Capitalist Accumulation
and Unemployment
Social control does not
tell the complete story of disabled peoples’ segregation and ensuing
institutionalization. By placing the focus on “cure,” and by segregating
“incurables” into the administrative category of “disabled,” the medical
industry bolstered capitalist business interests and shoved less
exploitable workers with impairments, or those who obstructed capital
accumulation, out of the workforce.
Ten years after
passage of the Americans with Disabilities Act (ADA), the unemployment
rate of disabled people has barely budged from its chronic 65–71
percent. This appalling figure remains steadfast despite a growing U.S.
economy, a low aggregate national official unemployment rate (4.2
percent), advances in technology which have expanded the range of jobs
disabled workers can perform, and a poll showing that over 70 percent of
working-age disabled persons say they would prefer to have a job.
According to a recent study, while many Americans reaped higher incomes
from an economy that created a record number of new jobs during seven
years of continuous economic growth (1992-1998), the employment rates of
disabled men and women continued to fall.8
When Congress enacted the
ADA, it specified three major goals: elimination of arbitrary barriers
faced by disabled persons; an end to inequality of opportunity; and a
reduction in unnecessary dependency and unrealized productivity.
However, by failing to acknowledge that capitalism produces disablement,
the ADA has not fully confronted economic discrimination. Whether their
fears are real or perceived, U.S. employers express concerns about
increased costs incurred by providing accommodations (e.g.,
interpreters, environmental modifications), anticipate extra
administration costs when hiring nonstandard workers, and speculate that
a disabled employee may increase worker’s compensation costs in the
future. If they provide health care insurance at all, employers
anticipate elevated premium costs for disabled workers. Insurers and
managed care health networks often exempt pre-existing conditions from
coverage or make other coverage exclusions based on chronic conditions,
charging extremely high premiums for the person with a history of such
health care needs. Employers, in turn, tend to look for ways to avoid
providing coverage to cut costs. In addition, employers
characteristically assume that they will encounter increased liability
and lowered productivity from a disabled worker.
There is a strong
correlation between disability onset and employer firings.
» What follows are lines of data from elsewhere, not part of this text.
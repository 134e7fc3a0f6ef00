//! Project load - read a project file and bring it up to the current schema.
//!
//! This is what the editor does once on opening a project, before anything
//! else touches the document.

use std::path::Path;

use gbsproj_domain::Project;

use crate::infrastructure::project_file::{read_project_json, write_project, ProjectFileError};
use crate::use_cases::migration::{ensure_symbols_unique, MigrationError, MigrationReport, Migrator};

#[derive(Debug, thiserror::Error)]
pub enum LoadError {
    #[error(transparent)]
    File(#[from] ProjectFileError),
    #[error(transparent)]
    Migration(#[from] MigrationError),
}

/// Loads and migrates project files
#[derive(Debug, Clone)]
pub struct ProjectLoader {
    migrator: Migrator,
    ensure_unique_symbols: bool,
}

impl Default for ProjectLoader {
    fn default() -> Self {
        Self::new(Migrator::default())
    }
}

impl ProjectLoader {
    pub fn new(migrator: Migrator) -> Self {
        Self {
            migrator,
            ensure_unique_symbols: true,
        }
    }

    pub fn with_unique_symbols(mut self, enabled: bool) -> Self {
        self.ensure_unique_symbols = enabled;
        self
    }

    /// Migrates an already parsed project.
    ///
    /// Documents from a newer editor are returned untouched, symbols included.
    pub fn migrate(&self, project: Project) -> Result<(Project, MigrationReport), MigrationError> {
        let (project, report) = self.migrator.migrate_with_report(project)?;
        let project = if self.ensure_unique_symbols && report.to == self.migrator.current_version() {
            ensure_symbols_unique(project)
        } else {
            project
        };
        Ok((project, report))
    }

    /// Reads `path` and migrates it
    pub fn load(&self, path: impl AsRef<Path>) -> Result<(Project, MigrationReport), LoadError> {
        let value = read_project_json(path)?;
        let project = Project::from_value(value).map_err(MigrationError::from)?;
        Ok(self.migrate(project)?)
    }

    /// Reads `input`, migrates it and writes the result to `output`
    pub fn upgrade_file(
        &self,
        input: impl AsRef<Path>,
        output: impl AsRef<Path>,
    ) -> Result<MigrationReport, LoadError> {
        let (project, report) = self.load(input)?;
        write_project(output, &project)?;
        Ok(report)
    }
}
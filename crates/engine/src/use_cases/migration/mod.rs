//! Project schema migration.
//!
//! A project saved by any supported editor release is upgraded, on load, to
//! the schema this engine reads and writes. Each release transition is one
//! pure stage function over the typed document; the [`Migrator`] picks the
//! stages a document still needs from its `_version` / `_release` markers.
//!
//! - `symbols` - C-safe symbol generation with per-namespace collision handling
//! - `walker` - generic traversal of every event list in a project
//! - `rules` - command id to argument rewrite table, built from the command catalog
//! - `stages` - the release transitions
//! - `pipeline` - stage selection and version stamping

pub mod pipeline;
pub mod rules;
pub mod stages;
pub mod symbols;
pub mod unique_symbols;
pub mod walker;


pub use pipeline::{MigrationError, MigrationReport, Migrator};
pub use rules::{RewriteContext, RewriteRules, ScriptScope};
pub use stages::{MigrationStage, CURRENT_VERSION, OLDEST_SUPPORTED_VERSION};
pub use symbols::{gen_symbol, to_valid_symbol, SymbolKind, SymbolNamespace};
pub use unique_symbols::ensure_symbols_unique;
//! Project file persistence (`.gbsproj` JSON documents)

use std::path::{Path, PathBuf};

use serde_json::Value;

use gbsproj_domain::Project;

#[derive(Debug, thiserror::Error)]
pub enum ProjectFileError {
    #[error("Failed to read project {path}: {source}")]
    Read {
        path: PathBuf,
        #[source]
        source: std::io::Error,
    },
    #[error("Project {path} is not valid JSON: {source}")]
    Parse {
        path: PathBuf,
        #[source]
        source: serde_json::Error,
    },
    #[error("Failed to serialize project: {0}")]
    Serialize(#[from] serde_json::Error),
    #[error("Failed to write project {path}: {source}")]
    Write {
        path: PathBuf,
        #[source]
        source: std::io::Error,
    },
}

/// Reads a project file as untyped JSON.
///
/// The document is not checked against the project shape here; that is the
/// migrator's job, since older files legitimately differ from it.
pub fn read_project_json(path: impl AsRef<Path>) -> Result<Value, ProjectFileError> {
    let path = path.as_ref();
    let text = std::fs::read_to_string(path).map_err(|source| ProjectFileError::Read {
        path: path.to_path_buf(),
        source,
    })?;
    serde_json::from_str(&text).map_err(|source| ProjectFileError::Parse {
        path: path.to_path_buf(),
        source,
    })
}

/// Writes a project as pretty-printed JSON with a trailing newline
pub fn write_project(path: impl AsRef<Path>, project: &Project) -> Result<(), ProjectFileError> {
    let path = path.as_ref();
    let mut text = serde_json::to_string_pretty(project)?;
    text.push('\n');
    std::fs::write(path, text).map_err(|source| ProjectFileError::Write {
        path: path.to_path_buf(),
        source,
    })?;
    tracing::debug!(path = %path.display(), "Wrote project file");
    Ok(())
}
Data from the
Equal Employment Opportunity Commission (EEOC), the agency responsible
for monitoring employment discrimination under civil rights statutes,
show that the most prevalent (53.7 percent) cause of complaints filed by
disabled workers is involuntary termination upon disablement, while
another third involve an employer’s failure to provide reasonable
accommodation.
Not surprisingly,
U.S. courts traditionally support business interests. Studies show that
in the first eight years after passage of the ADA, defendant-employers
prevailed in more than 93 percent of reported ADA employment
discrimination cases decided at the trial court level. Comments Ohio
State University Law professor Ruth Colker: “Only prisoner rights cases
fare as poorly.”9
Sentenced to Hard Labor
At the same time that U.S.
capitalists close their doors to disabled workers, their drive to
maximize profits in today’s global economy leads them to abandon even
their non-disabled employees, relocating factories overseas where wages
are as little as twenty cents per hour, child labor is legal, and
workers are not provided benefits or health care. They have also
rediscovered that they do not have to go so far afield.
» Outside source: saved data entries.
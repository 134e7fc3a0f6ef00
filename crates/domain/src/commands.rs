//! Command identifiers the migration engine refers to by name
//!
//! The full command catalog (field descriptors, compiler stubs, editor
//! metadata) lives with the editor; only the ids a rewrite rule keys off are
//! listed here.

pub const EVENT_CALL_CUSTOM_EVENT: &str = "EVENT_CALL_CUSTOM_EVENT";
pub const EVENT_ENGINE_FIELD_STORE: &str = "EVENT_ENGINE_FIELD_STORE";
pub const EVENT_ENGINE_FIELD_SET: &str = "EVENT_ENGINE_FIELD_SET";

pub const EVENT_INC_VALUE: &str = "EVENT_INC_VALUE";
pub const EVENT_DEC_VALUE: &str = "EVENT_DEC_VALUE";
pub const EVENT_SET_VALUE: &str = "EVENT_SET_VALUE";
pub const EVENT_SET_TRUE: &str = "EVENT_SET_TRUE";
pub const EVENT_SET_FALSE: &str = "EVENT_SET_FALSE";
pub const EVENT_VARIABLE_MATH: &str = "EVENT_VARIABLE_MATH";
pub const EVENT_IF_TRUE: &str = "EVENT_IF_TRUE";
pub const EVENT_IF_FALSE: &str = "EVENT_IF_FALSE";
pub const EVENT_IF_VALUE: &str = "EVENT_IF_VALUE";
pub const EVENT_IF_VALUE_COMPARE: &str = "EVENT_IF_VALUE_COMPARE";
pub const EVENT_SWITCH: &str = "EVENT_SWITCH";
pub const EVENT_CHOICE: &str = "EVENT_CHOICE";
pub const EVENT_MENU: &str = "EVENT_MENU";
pub const EVENT_ACTOR_GET_POSITION: &str = "EVENT_ACTOR_GET_POSITION";
pub const EVENT_ACTOR_GET_DIRECTION: &str = "EVENT_ACTOR_GET_DIRECTION";
pub const EVENT_ACTOR_SET_DIRECTION: &str = "EVENT_ACTOR_SET_DIRECTION";
pub const EVENT_ACTOR_MOVE_TO: &str = "EVENT_ACTOR_MOVE_TO";
pub const EVENT_ACTOR_SET_POSITION: &str = "EVENT_ACTOR_SET_POSITION";
pub const EVENT_CAMERA_MOVE_TO: &str = "EVENT_CAMERA_MOVE_TO";
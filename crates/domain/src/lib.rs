//! gbsproj Domain - the persisted project document.
//!
//! Scenes, actors, triggers, custom event definitions and the event scripts
//! embedded in them, plus the value objects the schema migration engine
//! reasons about (argument encodings, schema versions).
//!
//! Every record keeps the fields it does not model in a flattened `extra`
//! map, so reading and re-writing a project never drops data.

extern crate self as gbsproj_domain;

pub mod commands;
pub mod entities;
pub mod error;
pub mod value_objects;

pub use entities::{
    Actor, ActorTable, CustomEvent, CustomEventActor, CustomEventVariable, EventArgs,
    EventChildren, EventNode, Project, Scene, Script, ScriptOwner, Trigger, VariableTable,
};

pub use error::DomainError;

pub use value_objects::{
    is_local_variable_id, to_local_variable_id, ArgValue, SchemaVersion, UnionKind, UnionValue,
    LOCAL_VARIABLE_PREFIX,
};
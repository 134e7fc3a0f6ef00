//! Symbol uniqueness pass.
//!
//! Stage 300r3 may hand out one symbol to several same-named entities, and
//! hand-edited files can contain duplicates too. This pass walks the document
//! in order and gives every entity whose symbol is missing or already claimed
//! a fresh one. The first holder of a symbol keeps it.

use gbsproj_domain::Project;

use crate::use_cases::migration::symbols::{SymbolKind, SymbolNamespace};

/// Makes every symbol unique within its namespace
pub fn ensure_symbols_unique(mut project: Project) -> Project {
    let mut scenes = SymbolNamespace::new();
    let mut actors = SymbolNamespace::new();
    let mut triggers = SymbolNamespace::new();
    let mut scripts = SymbolNamespace::new();

    dedupe(
        SymbolKind::Scene,
        &mut scenes,
        project
            .scenes
            .iter_mut()
            .map(|scene| (scene.name.as_str(), &mut scene.symbol)),
    );

    for scene in &mut project.scenes {
        dedupe(
            SymbolKind::Actor,
            &mut actors,
            scene
                .actors
                .iter_mut()
                .map(|actor| (actor.name.as_str(), &mut actor.symbol)),
        );
    }

    for scene in &mut project.scenes {
        dedupe(
            SymbolKind::Trigger,
            &mut triggers,
            scene
                .triggers
                .iter_mut()
                .map(|trigger| (trigger.name.as_str(), &mut trigger.symbol)),
        );
    }

    dedupe(
        SymbolKind::Script,
        &mut scripts,
        project
            .custom_events
            .iter_mut()
            .map(|event| (event.name.as_deref().unwrap_or_default(), &mut event.symbol)),
    );

    project
}

fn dedupe<'a>(
    kind: SymbolKind,
    namespace: &mut SymbolNamespace,
    entities: impl Iterator<Item = (&'a str, &'a mut Option<String>)>,
) {
    let mut unnamed = 0;
    for (name, symbol) in entities {
        let ordinal = unnamed;
        if name.is_empty() {
            unnamed += 1;
        }
        match symbol.as_deref().filter(|s| !s.is_empty()) {
            Some(current) if namespace.reserve(current) => {}
            Some(current) => {
                let fresh = namespace.claim(current);
                tracing::debug!(kind = kind.prefix(), from = %current, to = %fresh, "Renamed duplicate symbol");
                *symbol = Some(fresh);
            }
            None => *symbol = Some(namespace.claim(&kind.preferred_name(name, ordinal))),
        }
    }
}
If relocation of factories
to developing countries has produced lavish profits for the capitalist
class, little can compare to the windfall generated in recent years by
an even more lucrative worker pool: prison labor. Not only are prisons
posited as a primary solution to the country’s social problems, but
prisons are among the fastest-growing industries in the United States.
Workers earn as little as twenty-two cents per hour, and companies avoid
the added costs of shipping and infrastructure enhancement required when
they operate in poorer countries. Not coincidentally, Occupational
Safety and Health Administration laws do not apply to the prison
industry, with the result that materials used in prison manufacturing
are often toxic and dangerous when handled without adequate protection.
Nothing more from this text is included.